━━ Materials provided ━━

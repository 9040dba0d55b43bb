//! Compile an edit spec and print the encoder program.

use std::path::PathBuf;

use reelcut_common::{AppConfig, TempScope};
use reelcut_render_engine::Renderer;

pub async fn run(config: AppConfig, spec: PathBuf, json: bool) -> anyhow::Result<()> {
    let edit = super::load_spec(&spec)?;
    let renderer = Renderer::new(config);

    let mut scope = TempScope::new()?;
    let plan = renderer
        .plan(&edit, &mut scope)
        .await
        .map_err(|e| anyhow::anyhow!("Compilation failed: {e}"))?;

    if json {
        println!("{}", serde_json::to_string_pretty(&plan)?);
        return Ok(());
    }

    let graph = &plan.program.graph;
    println!("Program for: {}", spec.display());
    println!(
        "  Source: {}x{}{}",
        plan.probe.width,
        plan.probe.height,
        if plan.probe.probed { "" } else { " (defaults)" }
    );
    println!("  Duration: {}ms", plan.program.duration_ms);
    println!("  Encoder: {}", plan.encoder.codec_name());
    println!("  Output: {}", plan.output_path.display());
    println!();

    println!("Inputs:");
    for (i, input) in graph.inputs.iter().enumerate() {
        println!("  [{i}] {} {}", input.options.join(" "), input.path.display());
    }
    println!();

    println!("Nodes:");
    for node in &graph.nodes {
        println!("  {:>3} {:<9} {node}", node.id, node.stage.as_str());
    }
    println!();

    println!("Encoder arguments:");
    println!("  {}", plan.args.join(" "));

    // Subtitle and sticker files only existed for this printout.
    scope.cleanup();
    Ok(())
}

━━━

= The problem =
The answer must consist of every line from the entries that holds the string "anyhow".

= Exercise answer =
pub async fn run(config: AppConfig, spec: PathBuf, json: bool) -> anyhow::Result<()> {
        .map_err(|e| anyhow::anyhow!("Compilation failed: {e}"))?;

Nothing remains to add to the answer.